I co najważniejsze, wytrwała w postanowieniu. Mimo owoców, jogurtu i kapki kremu orzechowego na wierzchu deser rozgrzebała widelcem i zostawiła…
Uwaga! Bonus
Przepis na kokosowe naleśniki. 4 duuuuże sztuki.
- 400 ml mleczka kokosowego
- 2 jajka
- szklanka mąki pszennej
- szczypta soli
- łyżka brązowego cukru
- łyżka wiórków kokosowych
Składniki miksuję, smażę na patelni z odrobiną tłuszczu dosyć grube naleśniki, układam na gotowym placku owoce egzotyczne z puszki lub banany, składam, smaruję kremem orzechowym, polewam naturalnym jogurtem. Mniam, mniam 🙂
Kobieto, puchu marny! A skąd ja Ci w zimie mleczko kokosowe wezmę?? Może być olejek kokosowy z odżywki do włosów? 😀
Z puszki?…
Z Lidla 😉
No to teraz mi mówisz, jak już dzisiaj byłam w Lidlu zaliczyć akcję błysk??
Wyślę OB jutro, niech jedzie i kupi.
Po prostu ma charakterek. Szacun dla CP… konsekwetna skubana 🙂
Dzisiaj jadła placki ziemniaczane. Z cukrem samym. Nie będę się pierdzielić, będę jej dawać szaro-bure, płaskie jedzenie z cukrem.
Chyba wypróbujemy przepis… Na razie musimy wykombinować, co z dynią zrobić 🙂
OPL
Zupę krem z dyni z curry wg przepisu Agnieszki Kręglickiej. Uwielbiam.

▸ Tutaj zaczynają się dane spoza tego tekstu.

//! Output video encoding through an external ffmpeg process.
//!
//! Frames are streamed as raw RGB24 over stdin at fixed geometry and frame
//! rate. The codec is always explicit; it never follows the source container.
//! yuv420p needs even dimensions, so an odd width or height is cropped by one
//! pixel; the recorded geometry stays the source's.

use std::io::{Read, Write};
use std::path::{Path, PathBuf};
use std::process::{Child, ChildStdin, Command, Stdio};
use std::thread::{self, JoinHandle};

use image::RgbImage;

use super::FrameSink;
use crate::error::{PipelineError, PipelineResult};

const STDERR_TAIL_CHARS: usize = 500;

pub struct FfmpegSink {
    path: PathBuf,
    width: u32,
    height: u32,
    child: Option<Child>,
    stdin: Option<ChildStdin>,
    stderr: Option<JoinHandle<String>>,
    frames_written: u64,
}

/// Encoder arguments up to, but not including, the output path.
pub(crate) fn encoder_args(width: u32, height: u32, fps: f64, codec: &str) -> Vec<String> {
    let mut args: Vec<String> = [
        "-hide_banner", "-loglevel", "error", "-y", "-f", "rawvideo", "-pix_fmt", "rgb24",
    ]
    .iter()
    .map(|s| s.to_string())
    .collect();
    args.extend([
        "-s".to_string(),
        format!("{width}x{height}"),
        "-r".to_string(),
        format!("{fps}"),
        "-i".to_string(),
        "-".to_string(),
        "-an".to_string(),
        "-c:v".to_string(),
        codec.to_string(),
    ]);
    if width % 2 == 1 || height % 2 == 1 {
        args.push("-vf".to_string());
        args.push("crop=trunc(iw/2)*2:trunc(ih/2)*2".to_string());
    }
    args.push("-pix_fmt".to_string());
    args.push("yuv420p".to_string());
    args
}

/// Read a pipe to the end, keeping only the trailing diagnostic text.
fn drain_tail<R: Read>(mut pipe: R) -> String {
    let mut tail: Vec<u8> = Vec::new();
    let mut buf = [0u8; 8192];
    loop {
        match pipe.read(&mut buf) {
            Ok(0) => break,
            Ok(n) => {
                tail.extend_from_slice(&buf[..n]);
                // Chars are at most 4 bytes.
                let keep = STDERR_TAIL_CHARS * 4;
                if tail.len() > keep * 2 {
                    tail.drain(..tail.len() - keep);
                }
            }
            Err(e) if e.kind() == std::io::ErrorKind::Interrupted => continue,
            Err(_) => break,
        }
    }
    let text = String::from_utf8_lossy(&tail);
    let trimmed = text.trim();
    let skip = trimmed.chars().count().saturating_sub(STDERR_TAIL_CHARS);
    trimmed.chars().skip(skip).collect()
}

impl FfmpegSink {
    /// Spawn the encoder. Fails with `Open` when the binary cannot start.
    pub fn create(
        ffmpeg_bin: &str,
        path: &Path,
        width: u32,
        height: u32,
        fps: f64,
        codec: &str,
    ) -> PipelineResult<Self> {
        if width == 0 || height == 0 {
            return Err(PipelineError::open(
                path.display().to_string(),
                "output geometry must be non-zero",
            ));
        }
        let mut cmd = Command::new(ffmpeg_bin);
        cmd.args(encoder_args(width, height, fps, codec))
            .arg(path)
            .stdin(Stdio::piped())
            .stdout(Stdio::null())
            .stderr(Stdio::piped());

        let mut child = cmd.spawn().map_err(|e| {
            PipelineError::open(
                path.display().to_string(),
                format!("failed to start {ffmpeg_bin}: {e}"),
            )
        })?;
        let stdin = child.stdin.take();
        // Drained concurrently: a full stderr pipe would stall the encoder.
        let stderr = child
            .stderr
            .take()
            .map(|pipe| thread::spawn(move || drain_tail(pipe)));
        log::debug!(
            "encoder started: {} {}x{} @ {} fps ({})",
            path.display(),
            width,
            height,
            fps,
            codec
        );

        Ok(Self {
            path: path.to_path_buf(),
            width,
            height,
            child: Some(child),
            stdin,
            stderr,
            frames_written: 0,
        })
    }

    fn stderr_tail(&mut self) -> String {
        self.stderr
            .take()
            .and_then(|reader| reader.join().ok())
            .unwrap_or_default()
    }
}

impl FrameSink for FfmpegSink {
    fn write_frame(&mut self, frame: &RgbImage) -> PipelineResult<()> {
        if frame.dimensions() != (self.width, self.height) {
            return Err(PipelineError::Write(format!(
                "frame is {}x{}, encoder expects {}x{}",
                frame.width(),
                frame.height(),
                self.width,
                self.height
            )));
        }
        let stdin = self
            .stdin
            .as_mut()
            .ok_or_else(|| PipelineError::Write("encoder already closed".into()))?;
        stdin
            .write_all(frame.as_raw())
            .map_err(|e| PipelineError::Write(format!("encoder pipe: {e}")))?;
        self.frames_written += 1;
        Ok(())
    }

    fn finish(&mut self) -> PipelineResult<()> {
        // Closing stdin signals end of stream.
        drop(self.stdin.take());
        let Some(mut child) = self.child.take() else {
            return Ok(());
        };
        let status = child.wait()?;
        let detail = self.stderr_tail();
        if !status.success() {
            return Err(PipelineError::Write(format!(
                "encoder for {} exited with {:?}: {}",
                self.path.display(),
                status.code(),
                detail
            )));
        }
        log::debug!(
            "encoder finished: {} ({} frames)",
            self.path.display(),
            self.frames_written
        );
        Ok(())
    }

    fn frames_written(&self) -> u64 {
        self.frames_written
    }
}

impl Drop for FfmpegSink {
    fn drop(&mut self) {
        drop(self.stdin.take());
        if let Some(mut child) = self.child.take() {
            // Unfinished encoder: abandoned mid-stream.
            let _ = child.kill();
            let _ = child.wait();
        }
        let _ = self.stderr_tail();
    }
}

#[cfg(test)]
mod tests {
    use super::*;

    #[test]
    fn missing_binary_is_an_open_error() {
        let dir = tempfile::tempdir().unwrap();
        let result = FfmpegSink::create(
            "/nonexistent/ffmpeg-binary",
            &dir.path().join("out.mp4"),
            64,
            48,
            30.0,
            "libx264",
        );
        assert!(matches!(result, Err(PipelineError::Open { .. })));
    }

    #[test]
    fn odd_geometry_is_cropped_to_even() {
        let args = encoder_args(101, 75, 25.0, "libx264");
        let filter = args.iter().position(|a| a == "-vf").map(|i| args[i + 1].as_str());
        assert_eq!(filter, Some("crop=trunc(iw/2)*2:trunc(ih/2)*2"));
        assert!(args.windows(2).any(|w| w[0] == "-s" && w[1] == "101x75"));
        assert!(args.windows(2).any(|w| w[0] == "-c:v" && w[1] == "libx264"));

        let even = encoder_args(100, 76, 25.0, "mpeg4");
        assert!(!even.iter().any(|a| a == "-vf"));
    }

    #[cfg(unix)]
    fn fake_encoder(dir: &Path, script: &str) -> PathBuf {
        use std::os::unix::fs::PermissionsExt;
        let bin = dir.join("fake-ffmpeg");
        std::fs::write(&bin, format!("#!/bin/sh\n{script}\n")).unwrap();
        std::fs::set_permissions(&bin, std::fs::Permissions::from_mode(0o755)).unwrap();
        bin
    }

    #[cfg(unix)]
    #[test]
    fn chatty_encoder_does_not_stall_the_writer() {
        let dir = tempfile::tempdir().unwrap();
        let bin = fake_encoder(dir.path(), "head -c 300000 /dev/zero >&2\ncat > /dev/null");
        let out = dir.path().join("out.mp4");
        let bin = bin.to_str().unwrap().to_string();

        let (tx, rx) = std::sync::mpsc::channel();
        thread::spawn(move || {
            let result = (|| {
                let mut sink = FfmpegSink::create(&bin, &out, 100, 100, 30.0, "libx264")?;
                let frame = RgbImage::new(100, 100);
                for _ in 0..20 {
                    sink.write_frame(&frame)?;
                }
                sink.finish()?;
                Ok::<u64, PipelineError>(sink.frames_written())
            })();
            let _ = tx.send(result.map_err(|e| e.to_string()));
        });

        let written = rx
            .recv_timeout(std::time::Duration::from_secs(10))
            .expect("encoder hung");
        assert_eq!(written, Ok(20));
    }

    #[cfg(unix)]
    #[test]
    fn failed_encoder_reports_the_end_of_its_stderr() {
        let dir = tempfile::tempdir().unwrap();
        let bin = fake_encoder(
            dir.path(),
            "head -c 5000 /dev/zero | tr '\\0' x >&2\necho 'Unknown encoder nope' >&2\nexit 3",
        );
        let mut sink = FfmpegSink::create(
            bin.to_str().unwrap(),
            &dir.path().join("out.mp4"),
            8,
            8,
            30.0,
            "nope",
        )
        .unwrap();
        let message = sink.finish().unwrap_err().to_string();
        assert!(message.contains("Unknown encoder nope"));
        assert!(message.contains("Some(3)"));
        assert!(message.len() < 700);
    }

    #[test]
    fn zero_geometry_is_rejected() {
        let result = FfmpegSink::create("ffmpeg", Path::new("out.mp4"), 0, 48, 30.0, "libx264");
        assert!(matches!(result, Err(PipelineError::Open { .. })));
    }
}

Oooo, właśnie zastanawiałam się co zrobić z mlekiem kokosowym, które mi zostało. Mój potwór też potrafi strzelić focha, ale nigdy na coś, co ma chociaż gram cukru w sobie 🙂
no ja po prostu nie mogę… że Tobie się jeszcze chce pichcić MS, to …. ja już nie wiem :o))) ja lubię gotować, ale wymyślać desery w Twojej kondycji, to chyba bym padła TEM przysłowiowym truPEM!!! :o)))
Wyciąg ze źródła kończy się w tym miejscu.